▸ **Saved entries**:
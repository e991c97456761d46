//! 内存 SDK 后端，用于测试和演示
//!
//! 按路径保存资源集合，支持：
//! - 简单的服务端搜索：`field=value`、`field!=value`，值支持 `*` 通配，多个条件用 `and` 连接
//! - `max` 参数截断
//! - 预设的多轮列表结果，用于模拟平台的异步状态变化
//! - 按路径统计列表调用次数

use std::collections::{BTreeMap, HashMap, VecDeque};
use std::sync::{Mutex, MutexGuard, PoisonError};

use async_trait::async_trait;
use serde_json::Value;
use tracing::{debug, warn};

use crate::connection::{Backend, ListParams};
use crate::error::{OvirtError, Result};

/// 链接前缀，解析链接时去掉
const API_PREFIX: &str = "/ovirt-engine/api/";

#[derive(Default)]
struct MockState {
    collections: BTreeMap<String, Vec<Value>>,
    scripted: HashMap<String, VecDeque<Vec<Value>>>,
    list_calls: HashMap<String, usize>,
}

/// 内存 SDK 后端
#[derive(Default)]
pub struct MockBackend {
    state: Mutex<MockState>,
}

impl MockBackend {
    pub fn new() -> Self {
        Self::default()
    }

    fn state(&self) -> MutexGuard<'_, MockState> {
        self.state.lock().unwrap_or_else(PoisonError::into_inner)
    }

    /// 添加或替换（按 `id`）集合中的资源
    pub fn insert(&self, path: &str, value: Value) {
        let mut state = self.state();
        let items = state.collections.entry(path.to_string()).or_default();
        match items.iter_mut().find(|item| item["id"] == value["id"]) {
            Some(item) => *item = value,
            None => items.push(value),
        }
    }

    /// 整体设置集合内容
    pub fn set_collection(&self, path: &str, values: Vec<Value>) {
        self.state().collections.insert(path.to_string(), values);
    }

    /// 删除集合中的资源
    pub fn remove(&self, path: &str, id: &str) -> bool {
        let mut state = self.state();
        match state.collections.get_mut(path) {
            Some(items) => {
                let before = items.len();
                items.retain(|item| item["id"] != id);
                items.len() != before
            }
            None => false,
        }
    }

    /// 预设接下来若干次列表调用的结果，用完后回到集合内容
    pub fn script_list(&self, path: &str, rounds: Vec<Vec<Value>>) {
        self.state()
            .scripted
            .entry(path.to_string())
            .or_default()
            .extend(rounds);
    }

    /// 路径上的列表调用次数
    pub fn list_calls(&self, path: &str) -> usize {
        self.state().list_calls.get(path).copied().unwrap_or(0)
    }
}

#[async_trait]
impl Backend for MockBackend {
    async fn list(&self, path: &str, params: &ListParams) -> Result<Vec<Value>> {
        let items = {
            let mut state = self.state();
            *state.list_calls.entry(path.to_string()).or_default() += 1;
            match state.scripted.get_mut(path).and_then(VecDeque::pop_front) {
                Some(round) => round,
                None => state.collections.get(path).cloned().unwrap_or_default(),
            }
        };

        let case_sensitive = params.get("case_sensitive") == Some("true");
        let terms = match params.get("search") {
            Some(query) => parse_search(query)?,
            None => Vec::new(),
        };

        let mut matched: Vec<Value> = items
            .into_iter()
            .filter(|item| terms.iter().all(|term| term.matches(item, case_sensitive)))
            .collect();

        if let Some(max) = params.get("max") {
            let max: usize = max
                .parse()
                .map_err(|_| OvirtError::ApiError(400, format!("无效的 max 参数: {}", max)))?;
            matched.truncate(max);
        }

        debug!("mock 列表: {} -> {} 个", path, matched.len());
        Ok(matched)
    }

    async fn get(&self, path: &str) -> Result<Value> {
        let (parent, id) = path
            .rsplit_once('/')
            .ok_or_else(|| OvirtError::NotFound(path.to_string()))?;

        self.state()
            .collections
            .get(parent)
            .and_then(|items| items.iter().find(|item| item["id"] == id))
            .cloned()
            .ok_or_else(|| OvirtError::NotFound(path.to_string()))
    }

    async fn follow_link(&self, href: &str) -> Result<Value> {
        let path = href.strip_prefix(API_PREFIX).unwrap_or(href).trim_matches('/');

        let collection = self.state().collections.get(path).cloned();
        match collection {
            Some(items) => Ok(Value::Array(items)),
            None => self.get(path).await,
        }
    }
}

#[derive(Debug)]
struct SearchTerm {
    field: String,
    pattern: String,
    negate: bool,
}

impl SearchTerm {
    fn matches(&self, item: &Value, case_sensitive: bool) -> bool {
        let found = match item.get(&self.field) {
            None | Some(Value::Null) => false,
            Some(Value::Object(object)) => ["name", "id"].iter().any(|key| {
                object
                    .get(*key)
                    .and_then(Value::as_str)
                    .is_some_and(|text| glob_match(&self.pattern, text, case_sensitive))
            }),
            Some(Value::String(text)) => glob_match(&self.pattern, text, case_sensitive),
            Some(value) => glob_match(&self.pattern, &value.to_string(), case_sensitive),
        };
        found != self.negate
    }
}

fn parse_search(query: &str) -> Result<Vec<SearchTerm>> {
    query
        .split_whitespace()
        .filter(|token| !token.eq_ignore_ascii_case("and"))
        .map(|token| {
            let (field, pattern, negate) = if let Some((field, pattern)) = token.split_once("!=") {
                (field, pattern, true)
            } else if let Some((field, pattern)) = token.split_once('=') {
                (field, pattern, false)
            } else {
                warn!("mock 不支持的搜索条件: {}", token);
                return Err(OvirtError::ApiError(400, format!("无法解析搜索条件: {}", query)));
            };
            Ok(SearchTerm {
                field: field.to_string(),
                pattern: pattern.to_string(),
                negate,
            })
        })
        .collect()
}

fn glob_match(pattern: &str, text: &str, case_sensitive: bool) -> bool {
    let (pattern, text) = if case_sensitive {
        (pattern.to_string(), text.to_string())
    } else {
        (pattern.to_lowercase(), text.to_lowercase())
    };

    let parts: Vec<&str> = pattern.split('*').collect();
    if parts.len() == 1 {
        return pattern == text;
    }

    let mut rest = text.as_str();
    for (i, part) in parts.iter().enumerate() {
        if i == 0 {
            match rest.strip_prefix(part) {
                Some(remaining) => rest = remaining,
                None => return false,
            }
        } else if i == parts.len() - 1 {
            return rest.ends_with(part);
        } else {
            match rest.find(part) {
                Some(pos) => rest = &rest[pos + part.len()..],
                None => return false,
            }
        }
    }
    true
}

#[cfg(test)]
mod tests {
    use super::*;
    use serde_json::json;

    #[test]
    fn test_glob_match() {
        assert!(glob_match("web-01", "WEB-01", false));
        assert!(!glob_match("web-01", "WEB-01", true));
        assert!(glob_match("web*", "web-01", false));
        assert!(glob_match("*01", "web-01", false));
        assert!(glob_match("w*-*1", "web-01", false));
        assert!(!glob_match("db*", "web-01", false));
    }

    #[tokio::test]
    async fn test_search_and_max() {
        let backend = MockBackend::new();
        backend.set_collection(
            "vms",
            vec![
                json!({"id": "1", "name": "web-01", "status": "up"}),
                json!({"id": "2", "name": "web-02", "status": "down"}),
                json!({"id": "3", "name": "HostedEngine", "status": "up"}),
            ],
        );

        let params = ListParams::new().search("name=web* and status=up");
        let vms = backend.list("vms", &params).await.unwrap();
        assert_eq!(vms.len(), 1);
        assert_eq!(vms[0]["id"], "1");

        let params = ListParams::new().search("name!=HostedEngine").max(1);
        let vms = backend.list("vms", &params).await.unwrap();
        assert_eq!(vms.len(), 1);
        assert_eq!(vms[0]["name"], "web-01");

        let params = ListParams::new().search("name ~ web");
        assert!(backend.list("vms", &params).await.is_err());
        assert_eq!(backend.list_calls("vms"), 3);
    }

    #[tokio::test]
    async fn test_scripted_rounds() {
        let backend = MockBackend::new();
        backend.insert("vms", json!({"id": "1", "name": "web-01"}));
        backend.script_list("vms", vec![vec![], vec![json!({"id": "9", "name": "tmp"})]]);

        let params = ListParams::new();
        assert!(backend.list("vms", &params).await.unwrap().is_empty());
        assert_eq!(backend.list("vms", &params).await.unwrap()[0]["id"], "9");
        assert_eq!(backend.list("vms", &params).await.unwrap()[0]["id"], "1");
    }

    #[tokio::test]
    async fn test_get_and_follow_link() {
        let backend = MockBackend::new();
        backend.insert("vms", json!({"id": "1", "name": "web-01"}));
        backend.insert("vms/1/nics", json!({"id": "n1", "name": "nic1"}));

        assert_eq!(backend.get("vms/1").await.unwrap()["name"], "web-01");
        assert!(matches!(
            backend.get("vms/2").await,
            Err(OvirtError::NotFound(_))
        ));

        let nics = backend
            .follow_link("/ovirt-engine/api/vms/1/nics")
            .await
            .unwrap();
        assert!(nics.is_array());

        let vm = backend.follow_link("/ovirt-engine/api/vms/1").await.unwrap();
        assert!(vm.is_object());

        assert!(backend.remove("vms", "1"));
        assert!(!backend.remove("vms", "1"));
    }
}
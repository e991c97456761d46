//! 磁盘集合

use crate::collection::{CollectionEntity, CollectionService};
use crate::connection::{Connection, Service};
use crate::models::Disk;

/// 磁盘实体
pub type DiskEntity = CollectionEntity<Disk>;

/// 磁盘集合
#[derive(Debug, Clone)]
pub struct Disks {
    connection: Connection,
}

impl Disks {
    pub fn new(connection: Connection) -> Self {
        Self { connection }
    }
}

impl CollectionService for Disks {
    type Entity = Disk;

    fn connection(&self) -> &Connection {
        &self.connection
    }

    fn service(&self) -> Service {
        self.connection.system_service().disks_service()
    }

    fn entity_service(&self, id: &str) -> Service {
        self.service().disk_service(id)
    }
}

▸ **WHAT YOU SHOULD DO**:
Copy out the entries above exactly as given, starting at the top and ending with the line containing "use async_trait::async_trait;"; include both and nothing more.

▸ **REPLY**:
repository e991c97456761d46
//! 内存 SDK 后端，用于测试和演示
//!
//! 按路径保存资源集合，支持：
//! - 简单的服务端搜索：`field=value`、`field!=value`，值支持 `*` 通配，多个条件用 `and` 连接
//! - `max` 参数截断
//! - 预设的多轮列表结果，用于模拟平台的异步状态变化
//! - 按路径统计列表调用次数

use std::collections::{BTreeMap, HashMap, VecDeque};
use std::sync::{Mutex, MutexGuard, PoisonError};

use async_trait::async_trait;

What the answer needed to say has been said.